Lords amendment 50 would remove clause 27, deleting the provision on joint campaigning that meant that spending by one entity in a joint campaign had to be counted by all entities. That never made sense to us and we are glad to see it dispensed with entirely. In his letter to his colleagues in the other place, Lord True paid tribute to the campaigning efforts of the TUC and of the Trade Union and Labour Party Liaison Organisation. He was right to do so, as their campaign was a brilliant one and I, for one, am glad it succeeded. Of course we will be supporting that this afternoon. Also, I am pleased to see that addition made via Lords Amendment 80 to wire in post-legislative scrutiny of this Bill. I would have such a provision in every Bill, as it is a good way of doing business. Beyond that, we do not have an issue with the tightening of provisions relating to secrecy, undue influence, candidate names, expenditure or electronic material. However, I will finish this section of my speech with a minor whinge, which I hope the Minister will address in her summing up. Lords Amendment 21, a Government amendment, deals with home addresses on ballot papers. Currently, as the Minister said, we or those who challenge us in elections to this place have a choice of having our home address or the constituency where we live on the ballot paper. For security reasons, that is a very good idea. Not only is it important for safety, but it allows voters to have a sense of where we are from. This provision adds a third option: we could specify which local authority we live in. That does not develop the original intent, because I do not think there is a case for safety there; I think this is there more for candidate vanity, and I am not sure what problem it is solving. So I am keen to learn from the Minister what needs to be addressed with that provision. It is not egregious enough for us to divide on, but I am keen to understand a bit more about why it is necessary.

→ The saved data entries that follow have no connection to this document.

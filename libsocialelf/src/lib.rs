//! SocialElf - post scheduling and multi-platform publishing
//!
//! This library schedules, edits and deletes posts across several social
//! networks through a single posting provider, and walks users through
//! connecting their social accounts to a profile.

pub mod accounts;
pub mod config;
pub mod connection;
pub mod error;
pub mod logging;
pub mod platforms;
pub mod profiles;
pub mod provider;
pub mod repository;
pub mod scheduling;
pub mod service;
pub mod timezone;
pub mod types;

// Re-export commonly used types
pub use config::Config;
pub use error::{ConnectionFailure, ErrorKind, FailureReason, Result, SocialElfError};
pub use profiles::Profile;
pub use service::SocialElfService;
pub use types::{Platform, Post, PostDraft, PostFilter, PostPatch, PostStatus};
#[async_trait]
impl PostingProvider for MockProvider {
    async fn get_post(&self, post_id: &str) -> ProviderResult<Post> {
        self.enter(ProviderCall::GetPost(post_id.to_string()), MockOperation::GetPost)
            .await?;
        self.post(post_id).ok_or_else(|| not_found("Post"))
    }

    async fn list_posts(&self, query: &PostQuery) -> ProviderResult<PostPage> {
        self.enter(ProviderCall::ListPosts(query.clone()), MockOperation::ListPosts)
            .await?;

        let state = self.state.lock().unwrap();
        let matching: Vec<Post> = state
            .posts
            .values()
            .filter(|p| query.status.map_or(true, |s| p.status == s))
            .filter(|p| query.platform.map_or(true, |pl| p.target(pl).is_some()))
            .cloned()
            .collect();

        let limit = query.limit.max(1);
        let total = matching.len() as u64;
        let posts = matching
            .into_iter()
            .skip(((query.page.max(1) - 1) * limit) as usize)
            .take(limit as usize)
            .collect();

        Ok(PostPage {
            posts,
            pagination: Pagination {
                page: query.page,
                limit,
                total,
                pages: total.div_ceil(limit as u64) as u32,
            },
        })
    }

    async fn create_post(&self, payload: &PostPayload) -> ProviderResult<Post> {
        self.enter(ProviderCall::CreatePost, MockOperation::CreatePost)
            .await?;

        let mut state = self.state.lock().unwrap();
        state.next_id += 1;
        let id = format!("post_{:04}", state.next_id);
        let post = materialize(id.clone(), payload, Some(chrono::Utc::now()));
        state.payloads.push(payload.clone());
        state.posts.insert(id, post.clone());
        Ok(post)
    }

    async fn replace_post(&self, post_id: &str, payload: &PostPayload) -> ProviderResult<Post> {
        self.enter(ProviderCall::ReplacePost(post_id.to_string()), MockOperation::ReplacePost)
            .await?;

        let mut state = self.state.lock().unwrap();
        let existing = state.posts.get(post_id).ok_or_else(|| not_found("Post"))?;
        if existing.status.blocks_update() {
            return Err(bad_request("Published posts cannot be edited"));
        }
        let post = materialize(post_id.to_string(), payload, existing.created_at);
        state.payloads.push(payload.clone());
        state.posts.insert(post_id.to_string(), post.clone());
        Ok(post)
    }

    async fn delete_post(&self, post_id: &str) -> ProviderResult<()> {
        self.enter(ProviderCall::DeletePost(post_id.to_string()), MockOperation::DeletePost)
            .await?;

        let mut state = self.state.lock().unwrap();
        match state.posts.get(post_id) {
            None => Err(not_found("Post")),
            Some(post) if post.status.blocks_delete() => {
                Err(bad_request("Published posts cannot be deleted"))
            }
            Some(_) => {
                state.posts.remove(post_id);
                Ok(())
            }
        }
    }

    async fn list_accounts(&self, external_profile_id: &str) -> ProviderResult<Vec<Account>> {
        self.enter(
            ProviderCall::ListAccounts(external_profile_id.to_string()),
            MockOperation::ListAccounts,
        )
        .await?;

        Ok(self
            .state
            .lock()
            .unwrap()
            .accounts
            .iter()
            .filter(|(owner, _)| owner == external_profile_id)
            .map(|(_, account)| account.clone())
            .collect())
    }

    async fn delete_account(&self, account_id: &str) -> ProviderResult<()> {
        self.enter(
            ProviderCall::DeleteAccount(account_id.to_string()),
            MockOperation::DeleteAccount,
        )
        .await?;

        let mut state = self.state.lock().unwrap();
        let before = state.accounts.len();
        state.accounts.retain(|(_, account)| account.id != account_id);
        if state.accounts.len() == before {
            return Err(not_found("Account"));
        }
        Ok(())
    }

    async fn connect_url(
        &self,
        platform: Platform,
        external_profile_id: &str,
        redirect_url: &str,
    ) -> ProviderResult<ConnectUrl> {
        self.enter(ProviderCall::ConnectUrl(platform), MockOperation::ConnectUrl)
            .await?;

        let mut auth_url = url::Url::parse(&format!("https://auth.example.com/{}", platform))
            .map_err(|e| ProviderError::Decode(e.to_string()))?;
        auth_url
            .query_pairs_mut()
            .append_pair("profileId", external_profile_id)
            .append_pair("redirect_url", redirect_url);

        Ok(ConnectUrl {
            auth_url: Some(auth_url.to_string()),
            state: None,
        })
    }

    async fn list_facebook_pages(
        &self,
        external_profile_id: &str,
        access_token: &SecretString,
    ) -> ProviderResult<Vec<FacebookPage>> {
        self.enter(
            ProviderCall::ListFacebookPages(external_profile_id.to_string()),
            MockOperation::ListFacebookPages,
        )
        .await?;

        let mut state = self.state.lock().unwrap();
        state.page_tokens.push(access_token.expose_secret().to_string());
        Ok(state.pages.clone())
    }

    async fn select_facebook_page(
        &self,
        external_profile_id: &str,
        page_id: &str,
        access_token: &SecretString,
    ) -> ProviderResult<PageConnection> {
        self.enter(
            ProviderCall::SelectFacebookPage(page_id.to_string()),
            MockOperation::SelectFacebookPage,
        )
        .await?;

        let mut state = self.state.lock().unwrap();
        state.page_tokens.push(access_token.expose_secret().to_string());
        let page = state
            .pages
            .iter()
            .find(|p| p.id == page_id)
            .cloned()
            .ok_or_else(|| bad_request("Page not found for this user"))?;

        let account = Account {
            id: format!("acc_fb_{}", page.id),
            platform: Platform::Facebook,
            username: Some(page.name.clone()),
            display_name: Some(page.name),
            is_active: true,
        };
        state
            .accounts
            .push((external_profile_id.to_string(), account.clone()));

        Ok(PageConnection {
            message: Some("Facebook page connected".to_string()),
            account: Some(account),
        })
    }
}

#[cfg(test)]
mod tests {
    use super::*;
    use crate::types::PlatformTarget;

    fn payload(publish_now: bool, is_draft: bool) -> PostPayload {
        PostPayload {
            content: "hello".to_string(),
            platforms: vec![PlatformTarget::new(Platform::Facebook, "acc", json!({}))],
            scheduled_for: None,
            timezone: "UTC".to_string(),
            publish_now,
            is_draft,
            media_items: vec![],
            tags: vec![],
        }
    }

    #[tokio::test]
    async fn test_status_derived_from_flags() {
        let mock = MockProvider::new();
        let now = mock.create_post(&payload(true, false)).await.unwrap();
        let draft = mock.create_post(&payload(false, true)).await.unwrap();

        assert_eq!(now.status, PostStatus::Publishing);
        assert_eq!(draft.status, PostStatus::Draft);
        assert_ne!(now.id, draft.id);
    }

    #[tokio::test]
    async fn test_published_posts_refuse_edits() {
        let mock = MockProvider::new();
        let post = mock.create_post(&payload(false, true)).await.unwrap();
        mock.set_status(&post.id, PostStatus::Published);

        let err = mock.replace_post(&post.id, &payload(false, true)).await.unwrap_err();
        assert!(err.is_bad_request_mentioning("cannot be edited"));

        let err = mock.delete_post(&post.id).await.unwrap_err();
        assert!(err.is_bad_request_mentioning("cannot be deleted"));
    }

    #[tokio::test]
    async fn test_injected_failure_is_one_shot() {
        let mock = MockProvider::new();
        mock.fail_next(
            MockOperation::ListAccounts,
            ProviderError::Timeout("slow".to_string()),
        );

        assert!(mock.list_accounts("prof").await.is_err());
        assert!(mock.list_accounts("prof").await.is_ok());
        assert_eq!(mock.count(|c| matches!(c, ProviderCall::ListAccounts(_))), 2);
    }

    #[tokio::test]
    async fn test_accounts_scoped_to_profile() {
        let mock = MockProvider::new()
            .with_account("prof_a", Platform::Twitter, "acc_1")
            .with_account("prof_b", Platform::Twitter, "acc_2");

        let accounts = mock.list_accounts("prof_a").await.unwrap();
        assert_eq!(accounts.len(), 1);
        assert_eq!(accounts[0].id, "acc_1");
    }
}
//! Calendar with optimistic drag-and-drop rescheduling
//!
//! A move shows up locally as soon as it starts and stays unconfirmed until
//! the provider answers. When the provider refuses, the view is reloaded
//! from the provider rather than rolled back by hand, and subscribers get a
//! `RescheduleReverted` event.

use std::collections::{BTreeMap, HashMap};

use chrono::{DateTime, NaiveDate, NaiveTime, Timelike, Utc};
use chrono_tz::Tz;
use tracing::{info, warn};
use uuid::Uuid;

use super::events::{Event, EventBus};
use super::scheduling::SchedulingOrchestrator;
use crate::error::{Result, SocialElfError};
use crate::timezone::TimezoneResolver;
use crate::types::{Post, PostFilter};

/// Local time a dropped post lands on when nothing better is known
pub fn default_drop_time() -> NaiveTime {
    NaiveTime::from_hms_opt(9, 0, 0).unwrap_or_default()
}

/// Where a post dropped on `day` ends up.
///
/// A precise time from the drop wins. Otherwise the post keeps its original
/// local hour and minute, and an unscheduled post lands at 09:00.
pub fn drop_target(
    timezones: &TimezoneResolver,
    tz: Tz,
    post: &Post,
    day: NaiveDate,
    precise: Option<NaiveTime>,
) -> Result<DateTime<Utc>> {
    let time = precise
        .or_else(|| {
            post.scheduled_for.and_then(|at| {
                let local = timezones.to_local(at, tz);
                NaiveTime::from_hms_opt(local.hour(), local.minute(), 0)
            })
        })
        .unwrap_or_else(default_drop_time);
    timezones.at(day, time, tz)
}

/// A move shown locally but not yet confirmed
#[derive(Debug, Clone, PartialEq, Eq)]
pub struct PendingMove {
    pub id: Uuid,
    pub post_id: String,
    pub from: Option<DateTime<Utc>>,
    pub to: DateTime<Utc>,
}

#[derive(Debug, Clone, PartialEq)]
pub enum MoveOutcome {
    Confirmed(Post),
    Reverted {
        message: String,
        /// False when the reload failed too and the view is stale
        view_refreshed: bool,
    },
}

pub struct CalendarView {
    orchestrator: SchedulingOrchestrator,
    profile_id: String,
    filter: PostFilter,
    tz: Tz,
    posts: Vec<Post>,
    pending: HashMap<String, PendingMove>,
    stale: bool,
    event_bus: EventBus,
}

impl CalendarView {
    pub async fn load(
        orchestrator: SchedulingOrchestrator,
        profile_id: &str,
        filter: PostFilter,
        event_bus: EventBus,
    ) -> Result<Self> {
        let acting = orchestrator.acting(profile_id).await?;
        let page = orchestrator.list_posts(profile_id, &filter).await?;

        Ok(Self {
            orchestrator,
            profile_id: profile_id.to_string(),
            filter,
            tz: acting.timezone,
            posts: page.posts,
            pending: HashMap::new(),
            stale: false,
            event_bus,
        })
    }

    pub fn posts(&self) -> &[Post] {
        &self.posts
    }

    pub fn post(&self, post_id: &str) -> Option<&Post> {
        self.posts.iter().find(|p| p.id == post_id)
    }

    pub fn timezone(&self) -> Tz {
        self.tz
    }

    /// True when a reload after a failed move also failed
    pub fn is_stale(&self) -> bool {
        self.stale
    }

    pub fn is_pending(&self, post_id: &str) -> bool {
        self.pending.contains_key(post_id)
    }

    /// Scheduled posts grouped by local day in the viewer's timezone
    pub fn posts_by_day(&self) -> BTreeMap<NaiveDate, Vec<&Post>> {
        let timezones = self.orchestrator.timezones();
        let mut days: BTreeMap<NaiveDate, Vec<&Post>> = BTreeMap::new();
        for post in &self.posts {
            if let Some(at) = post.scheduled_for {
                days.entry(timezones.local_date(at, self.tz))
                    .or_default()
                    .push(post);
            }
        }
        for posts in days.values_mut() {
            posts.sort_by_key(|p| p.scheduled_for);
        }
        days
    }

    /// Show the move locally and return the pending record to settle later
    pub fn begin_move(
        &mut self,
        post_id: &str,
        day: NaiveDate,
        precise: Option<NaiveTime>,
    ) -> Result<PendingMove> {
        if self.pending.contains_key(post_id) {
            return Err(SocialElfError::Validation(format!(
                "Post {} is already being moved",
                post_id
            )));
        }

        let timezones = self.orchestrator.timezones();
        let tz = self.tz;
        let post = self
            .posts
            .iter_mut()
            .find(|p| p.id == post_id)
            .ok_or_else(|| SocialElfError::NotFound(format!("post {} in calendar", post_id)))?;
        if post.status.blocks_update() {
            return Err(SocialElfError::PostLocked {
                post_id: post_id.to_string(),
                reason: format!("post is {}", post.status),
            });
        }

        let to = drop_target(&timezones, tz, post, day, precise)?;
        let pending = PendingMove {
            id: Uuid::new_v4(),
            post_id: post_id.to_string(),
            from: post.scheduled_for,
            to,
        };
        post.scheduled_for = Some(to);

        self.pending.insert(post_id.to_string(), pending.clone());
        Ok(pending)
    }

    /// Apply the provider's answer to a pending move
    pub async fn settle(&mut self, pending: PendingMove, result: Result<Post>) -> MoveOutcome {
        if self.pending.get(&pending.post_id).map(|p| p.id) == Some(pending.id) {
            self.pending.remove(&pending.post_id);
        }

        match result {
            Ok(post) => {
                if let Some(slot) = self.posts.iter_mut().find(|p| p.id == post.id) {
                    *slot = post.clone();
                }
                MoveOutcome::Confirmed(post)
            }
            Err(error) => self.revert(&pending, error).await,
        }
    }

    async fn revert(&mut self, pending: &PendingMove, error: SocialElfError) -> MoveOutcome {
        warn!(post_id = %pending.post_id, error = %error, "reschedule failed, reloading calendar");

        let view_refreshed = match self
            .orchestrator
            .list_posts(&self.profile_id, &self.filter)
            .await
        {
            Ok(page) => {
                self.posts = page.posts;
                self.stale = false;
                true
            }
            Err(reload_error) => {
                warn!(error = %reload_error, "calendar reload failed; view is stale");
                self.stale = true;
                false
            }
        };

        let message = if view_refreshed {
            format!("Could not reschedule post: {}", error)
        } else {
            format!(
                "Could not reschedule post: {}. The calendar could not be refreshed and may be out of date",
                error
            )
        };

        self.event_bus.emit(Event::RescheduleReverted {
            post_id: pending.post_id.clone(),
            message: message.clone(),
            view_refreshed,
        });
        MoveOutcome::Reverted {
            message,
            view_refreshed,
        }
    }

    /// Drag a post onto `day`, optionally at a precise local time
    pub async fn move_post(
        &mut self,
        post_id: &str,
        day: NaiveDate,
        precise: Option<NaiveTime>,
    ) -> Result<MoveOutcome> {
        let pending = self.begin_move(post_id, day, precise)?;
        info!(post_id, to = %pending.to, "moving post");

        let result = self
            .orchestrator
            .reschedule_post(&self.profile_id, post_id, pending.to)
            .await;
        Ok(self.settle(pending, result).await)
    }
}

I move on to the points of greater difference—the outstanding issues facing us. This Bill is littered with various things we have voted against throughout the process, in relation to voting, to political finance and to electoral systems, but today we are really down to just two issues: voter ID, as set out in part 1 of the Bill; and the independence of the Electoral Commission, as set out in part 3. The other place has done important work to help save the Government from themselves in this area, and it is sad that the Minister is not minded to accept that salvation, particularly on Lords amendments 22, 23 and 86. We have opposed and continue to oppose the introduction of voter ID. It is a solution in search of a problem; there is scant evidence of voter personation. In 2019, there were two major sets of elections—council elections in the May and a general election in the December—and in that year there was precisely one conviction for personation.
Does the hon. Gentleman share my concern about the disproportionate effect that evidence suggests photographic voter ID might have on ethnic minority voting rates?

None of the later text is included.